Exercise. Your answer is a copy of every line in the records where "same" appears.

Dataset entries
BEGIN
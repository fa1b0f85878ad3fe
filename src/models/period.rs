use std::fmt;

/// Calendar month, the canonical half of a period key.
///
/// Parses from either key scheme in use: a full English month name
/// (case-insensitive) or a 1–12 index. Both resolve to the same variant,
/// so "March", "march" and "3" all address the same period file.
#[derive(Debug, Clone, Copy, PartialEq, Eq)]
pub(crate) enum Month {
    January,
    February,
    March,
    April,
    May,
    June,
    July,
    August,
    September,
    October,
    November,
    December,
}

const ALL_MONTHS: [Month; 12] = [
    Month::January,
    Month::February,
    Month::March,
    Month::April,
    Month::May,
    Month::June,
    Month::July,
    Month::August,
    Month::September,
    Month::October,
    Month::November,
    Month::December,
];

impl Month {
    pub(crate) fn parse(s: &str) -> Option<Month> {
        let s = s.trim();
        if let Ok(n) = s.parse::<u32>() {
            return Month::from_index(n);
        }
        let lower = s.to_lowercase();
        ALL_MONTHS
            .iter()
            .find(|m| m.name().to_lowercase() == lower)
            .copied()
    }

    /// 1-based calendar index, matching `chrono::Datelike::month`.
    pub(crate) fn from_index(n: u32) -> Option<Month> {
        ALL_MONTHS.get(n.checked_sub(1)? as usize).copied()
    }

    pub(crate) fn name(self) -> &'static str {
        match self {
            Month::January => "January",
            Month::February => "February",
            Month::March => "March",
            Month::April => "April",
            Month::May => "May",
            Month::June => "June",
            Month::July => "July",
            Month::August => "August",
            Month::September => "September",
            Month::October => "October",
            Month::November => "November",
            Month::December => "December",
        }
    }
}

impl fmt::Display for Month {
    fn fmt(&self, f: &mut fmt::Formatter<'_>) -> fmt::Result {
        write!(f, "{}", self.name())
    }
}

/// A (month, year) key identifying one budgeting cycle and its expense file.
#[derive(Debug, Clone, Copy, PartialEq, Eq)]
pub(crate) struct Period {
    pub month: Month,
    pub year: i32,
}

impl Period {
    pub(crate) fn new(month: Month, year: i32) -> Self {
        Self { month, year }
    }
}

impl fmt::Display for Period {
    fn fmt(&self, f: &mut fmt::Formatter<'_>) -> fmt::Result {
        write!(f, "{} {}", self.month, self.year)
    }
}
END
Result of the task.
/// (case-insensitive) or a 1–12 index. Both resolve to the same variant,
/// so "March", "march" and "3" all address the same period file.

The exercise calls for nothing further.